Definition
A flight instrument, often called the turn-and-slip indicator or turn-and-bank indicator, that displays two things at once: the rate at which the airplane is turning (shown by a needle) and whether the turn is coordinated (shown by a ball in a curved liquid-filled tube). The needle indicates direction and rate of turn; the ball indicates whether the airplane is slipping or skidding through the turn.
Plain English
A cockpit gauge that tells you how fast you're turning and whether the turn is smooth and balanced.

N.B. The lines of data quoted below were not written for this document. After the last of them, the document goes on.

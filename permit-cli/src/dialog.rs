//! The simulated system permission dialog.

use crate::error::CliError;
use crate::input::Console;
use crate::profile::{DialogAnswer, PendingRequest};

/// Asks the user about each capability of a pending request, the way the
/// platform's own dialog would.
#[derive(Clone)]
pub struct SystemDialog {
    console: Console,
    package: String,
}

impl SystemDialog {
    pub fn new(console: Console, package: impl Into<String>) -> Self {
        Self {
            console,
            package: package.into(),
        }
    }

    /// One answer per shown capability, in request order.
    ///
    /// Blocked capabilities are not shown. A closed input denies the
    /// remaining capabilities.
    pub fn ask(&self, request: &PendingRequest) -> Result<Vec<DialogAnswer>, CliError> {
        println!("\n\x1b[36m[system]\x1b[0m permission request {}", request.code);
        if request.shown().next().is_none() {
            println!("  answered without a dialog: every capability is blocked");
        }

        let mut answers = Vec::new();
        for capability in request.shown() {
            println!(
                "  Allow \x1b[1m{}\x1b[0m to use \x1b[1m{}\x1b[0m?",
                self.package,
                capability.short_name()
            );
            println!("    \x1b[1ma\x1b[0m  allow");
            println!("    \x1b[1md\x1b[0m  deny");
            println!("    \x1b[1mn\x1b[0m  deny, don't ask again");

            let choice = self.console.choose(
                "  Choice: ",
                &[&["a", "allow"], &["d", "deny"], &["n", "never"]],
            )?;
            let answer = match choice {
                Some(0) => DialogAnswer::Allow,
                Some(2) => DialogAnswer::DenyAlways,
                _ => DialogAnswer::Deny,
            };
            log::debug!("{}: {:?}", capability, answer);
            answers.push(answer);
        }
        Ok(answers)
    }
}

#[cfg(test)]
mod tests {
    use super::*;
    use crate::input::ScriptedReader;
    use permit_core::capability::{READ_CONTACTS, READ_SMS};
    use permit_core::RequestCode;

    fn request() -> PendingRequest {
        PendingRequest {
            capabilities: vec![READ_SMS, READ_CONTACTS],
            code: RequestCode(123),
            blocked: vec![false, false],
        }
    }

    #[test]
    fn test_answers_in_request_order() {
        let console = Console::new(ScriptedReader::new(["n", "allow"]));
        let dialog = SystemDialog::new(console, "com.example.app");

        let answers = dialog.ask(&request()).unwrap();
        assert_eq!(answers, vec![DialogAnswer::DenyAlways, DialogAnswer::Allow]);
    }

    #[test]
    fn test_blocked_capabilities_are_not_shown() {
        let console = Console::new(ScriptedReader::new(["a"]));
        let dialog = SystemDialog::new(console, "com.example.app");
        let request = PendingRequest {
            blocked: vec![true, false],
            ..request()
        };

        let answers = dialog.ask(&request).unwrap();
        assert_eq!(answers, vec![DialogAnswer::Allow]);
    }

    #[test]
    fn test_closed_input_denies_rest() {
        let console = Console::new(ScriptedReader::new(["a"]));
        let dialog = SystemDialog::new(console, "com.example.app");

        let answers = dialog.ask(&request()).unwrap();
        assert_eq!(answers, vec![DialogAnswer::Allow, DialogAnswer::Deny]);
    }
}
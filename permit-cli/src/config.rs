//! Locating the negotiator configuration.

use crate::error::CliError;
use permit_core::{load_config_file, NegotiatorConfig};
use std::path::{Path, PathBuf};

/// Default configuration path: `<config dir>/permit/config.json`.
pub fn default_config_path() -> Option<PathBuf> {
    dirs::config_dir().map(|dir| dir.join("permit").join("config.json"))
}

/// Load the configuration for a run.
///
/// An explicit path must exist. Otherwise the default path is used when the
/// file is there, and built-in defaults when it is not.
pub async fn resolve_config(explicit: Option<&Path>) -> Result<NegotiatorConfig, CliError> {
    if let Some(path) = explicit {
        return Ok(load_config_file(path).await?);
    }

    match default_config_path() {
        Some(path) if path.exists() => {
            log::debug!("loading config from {}", path.display());
            Ok(load_config_file(&path).await?)
        }
        _ => Ok(NegotiatorConfig::default()),
    }
}
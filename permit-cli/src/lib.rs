//! Terminal front end for permit
//!
//! This crate provides:
//! - A simulated device host driven by a JSON profile
//! - Terminal prompts for the rationale and settings dialogs
//! - A stand-in for the platform's permission dialog
//! - A session runner that forwards dialog answers back into negotiations

mod config;
mod dialog;
mod error;
pub mod input;
pub mod profile;
mod prompt;
pub mod session;

pub use config::{default_config_path, resolve_config};
pub use dialog::SystemDialog;
pub use error::CliError;
pub use input::{Console, EditorReader, LineReader, ScriptedReader};
pub use profile::{
    load_profile, CapabilityProfile, DeviceProfile, DialogAnswer, PendingRequest, ProfileState,
    SimulatedHost,
};
pub use prompt::{print_confirmation, print_prompt_header, TerminalPrompter};
pub use session::{print_outcome, Session, SessionReport};
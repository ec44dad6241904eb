use std::sync::atomic::{AtomicU64, Ordering};
use std::sync::Arc;

use parking_lot::RwLock;

use crate::capability::Capability;
use crate::negotiation::{IgnoreReason, OutcomePath, RequestCode};

/// Events emitted while negotiating permissions
///
/// These events allow observers to follow classification, host requests,
/// prompts and outcome delivery as they happen.
#[derive(Debug, Clone, PartialEq, Eq)]
pub enum NegotiationEvent {
    /// Requested set classified against live host state
    Classified {
        /// Code assigned to this negotiation
        request_code: RequestCode,
        /// Number of capabilities already granted
        granted: usize,
        /// Capabilities that can be requested without explanation
        fresh: Vec<Capability>,
        /// Capabilities that need a rationale first
        rationale: Vec<Capability>,
    },

    /// Host asked to show its permission dialog
    PermissionsRequested {
        request_code: RequestCode,
        /// Exactly the subset sent to the host
        capabilities: Vec<Capability>,
        /// True when the request follows an accepted rationale prompt
        after_rationale: bool,
    },

    /// Rationale prompt shown to the user
    RationalePrompted {
        request_code: RequestCode,
        capabilities: Vec<Capability>,
    },

    /// User declined the rationale prompt
    RationaleDeclined { request_code: RequestCode },

    /// Callback invoked (fires exactly once per finished negotiation)
    OutcomeDelivered {
        request_code: RequestCode,
        /// Path that produced the outcome
        path: OutcomePath,
        /// Entries reported denied in the result vector
        denied: usize,
    },

    /// Host result dropped without a state change
    ResultIgnored {
        /// Code of the negotiation that received the result
        request_code: RequestCode,
        /// Code the result carried
        received: RequestCode,
        reason: IgnoreReason,
    },
}

impl NegotiationEvent {
    /// Code of the negotiation this event belongs to.
    pub fn request_code(&self) -> RequestCode {
        match self {
            NegotiationEvent::Classified { request_code, .. }
            | NegotiationEvent::PermissionsRequested { request_code, .. }
            | NegotiationEvent::RationalePrompted { request_code, .. }
            | NegotiationEvent::RationaleDeclined { request_code }
            | NegotiationEvent::OutcomeDelivered { request_code, .. }
            | NegotiationEvent::ResultIgnored { request_code, .. } => *request_code,
        }
    }
}

/// Hook for observing negotiation events
///
/// Implement this trait to receive notifications about negotiations.
///
/// # Example
/// ```
/// use permit_core::events::{NegotiationEvent, NegotiationHook};
///
/// struct Logger;
///
/// impl NegotiationHook for Logger {
///     fn on_event(&self, event: &NegotiationEvent) {
///         match event {
///             NegotiationEvent::PermissionsRequested { capabilities, .. } => {
///                 println!("Requesting: {:?}", capabilities);
///             }
///             NegotiationEvent::OutcomeDelivered { path, .. } => {
///                 println!("Finished via {:?}", path);
///             }
///             _ => {}
///         }
///     }
/// }
/// ```
pub trait NegotiationHook: Send + Sync {
    /// Called when an event occurs
    fn on_event(&self, event: &NegotiationEvent);
}

/// Blanket implementation for closures
impl<F> NegotiationHook for F
where
    F: Fn(&NegotiationEvent) + Send + Sync,
{
    fn on_event(&self, event: &NegotiationEvent) {
        self(event)
    }
}

/// Unique identifier for a registered hook.
///
/// Used to remove hooks via [`crate::Negotiator::remove_hook`].
#[derive(Debug, Clone, Copy, PartialEq, Eq, Hash)]
pub struct HookId(pub(crate) u64);

/// Hooks shared between a negotiator and the negotiations it starts.
#[derive(Clone, Default)]
pub(crate) struct HookRegistry {
    hooks: Arc<RwLock<Vec<(HookId, Arc<dyn NegotiationHook>)>>>,
    next_id: Arc<AtomicU64>,
}

impl HookRegistry {
    pub(crate) fn add(&self, hook: impl NegotiationHook + 'static) -> HookId {
        let id = HookId(self.next_id.fetch_add(1, Ordering::Relaxed));
        self.hooks.write().push((id, Arc::new(hook)));
        id
    }

    pub(crate) fn remove(&self, id: HookId) -> bool {
        let mut hooks = self.hooks.write();
        let before = hooks.len();
        hooks.retain(|(hook_id, _)| *hook_id != id);
        hooks.len() < before
    }

    pub(crate) fn emit(&self, event: NegotiationEvent) {
        // Snapshot so a hook can register or remove hooks without deadlocking
        let hooks: Vec<_> = self.hooks.read().iter().map(|(_, h)| Arc::clone(h)).collect();
        for hook in hooks {
            hook.on_event(&event);
        }
    }
}

#[cfg(test)]
mod tests {
    use super::*;
    use parking_lot::Mutex;

    #[test]
    fn test_registry_emits_to_all_hooks() {
        let registry = HookRegistry::default();
        let seen = Arc::new(Mutex::new(Vec::new()));

        for _ in 0..2 {
            let seen = Arc::clone(&seen);
            registry.add(move |event: &NegotiationEvent| {
                seen.lock().push(event.request_code());
            });
        }

        registry.emit(NegotiationEvent::RationaleDeclined {
            request_code: RequestCode(9),
        });
        assert_eq!(*seen.lock(), vec![RequestCode(9), RequestCode(9)]);
    }

    #[test]
    fn test_registry_remove() {
        let registry = HookRegistry::default();
        let count = Arc::new(AtomicU64::new(0));

        let counter = Arc::clone(&count);
        let id = registry.add(move |_: &NegotiationEvent| {
            counter.fetch_add(1, Ordering::SeqCst);
        });

        assert!(registry.remove(id));
        assert!(!registry.remove(id));

        registry.emit(NegotiationEvent::RationaleDeclined {
            request_code: RequestCode::DEFAULT,
        });
        assert_eq!(count.load(Ordering::SeqCst), 0);
    }

    #[test]
    fn test_clones_share_hooks() {
        let registry = HookRegistry::default();
        let clone = registry.clone();
        let count = Arc::new(AtomicU64::new(0));

        let counter = Arc::clone(&count);
        registry.add(move |_: &NegotiationEvent| {
            counter.fetch_add(1, Ordering::SeqCst);
        });

        clone.emit(NegotiationEvent::RationaleDeclined {
            request_code: RequestCode::DEFAULT,
        });
        assert_eq!(count.load(Ordering::SeqCst), 1);
    }
}
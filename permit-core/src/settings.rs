//! Redirect to the host's settings page.
//!
//! Once the user has permanently blocked a capability the host stops showing
//! its dialog, and the only way forward is the application's page in system
//! settings. This shares the prompt primitive with the rationale path.

use crate::host::{ConfirmPrompt, HostError, PermissionHost, PromptKind, Prompter};

/// Ask whether to open system settings and do so if the user accepts.
///
/// Returns `Ok(true)` when the settings page was opened and `Ok(false)` when
/// the user declined.
pub fn open_settings<H, Q>(host: &H, prompter: &Q, message: &str) -> Result<bool, HostError>
where
    H: PermissionHost + ?Sized,
    Q: Prompter + ?Sized,
{
    let prompt = ConfirmPrompt {
        kind: PromptKind::Settings,
        message: message.to_string(),
        capabilities: Vec::new(),
    };

    if !prompter.confirm(&prompt).is_accept() {
        log::debug!("settings redirect declined");
        return Ok(false);
    }

    host.open_app_settings()?;
    log::info!("opened settings for {}", host.package_name());
    Ok(true)
}

#[cfg(test)]
mod tests {
    use super::*;
    use crate::host::PromptChoice;
    use crate::test_utils::{FakeHost, ScriptedPrompter};

    #[test]
    fn test_accept_opens_settings() {
        let host = FakeHost::new();
        let prompter = ScriptedPrompter::new().answer(PromptChoice::Accept);

        assert!(open_settings(&host, &prompter, "Open settings?").unwrap());
        assert_eq!(host.settings_opened(), 1);

        let prompts = prompter.prompts();
        assert_eq!(prompts.len(), 1);
        assert_eq!(prompts[0].kind, PromptKind::Settings);
        assert_eq!(prompts[0].message, "Open settings?");
    }

    #[test]
    fn test_decline_leaves_settings_closed() {
        let host = FakeHost::new();
        let prompter = ScriptedPrompter::new().answer(PromptChoice::Decline);

        assert!(!open_settings(&host, &prompter, "Open settings?").unwrap());
        assert_eq!(host.settings_opened(), 0);
    }

    #[test]
    fn test_host_failure_propagates() {
        let host = FakeHost::new().with_settings_failure("no settings activity");
        let prompter = ScriptedPrompter::new().answer(PromptChoice::Accept);

        let err = open_settings(&host, &prompter, "Open settings?").unwrap_err();
        assert!(matches!(err, HostError::Settings(_)));
    }
}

The needle shows the turn; the ball shows whether the airplane is sliding sideways through it.
Context Anchor
Seen during maneuver practice, instrument scanning, and steep-turn training when the pilot checks whether the airplane is turning smoothly and in control.
Derivation
The name describes its two functions: the 'turn' part (the needle showing rate of turn) and the 'slip' part (the ball showing whether the airplane is slipping out of a coordinated turn). 'Slip' here means the airplane is sliding sideways through the air rather than tracking cleanly around the turn.
Why Pilots Care
Confirms the turn remains coordinated to avoid altitude loss, increased drag, or disorientation.
Intuition Check
Do not read turn-and-slip as just “a turn plus a mistake.” In this context, it means a specific instrument indication used to judge the turn and whether the airplane is sliding sideways.
Example Sentence 1
During the steep turn, she glanced at the turn-and-slip indicator and added a touch of rudder to center the ball.
Example Sentence 2
When the turn-and-slip indicator showed a skid, the pilot applied opposite rudder to correct.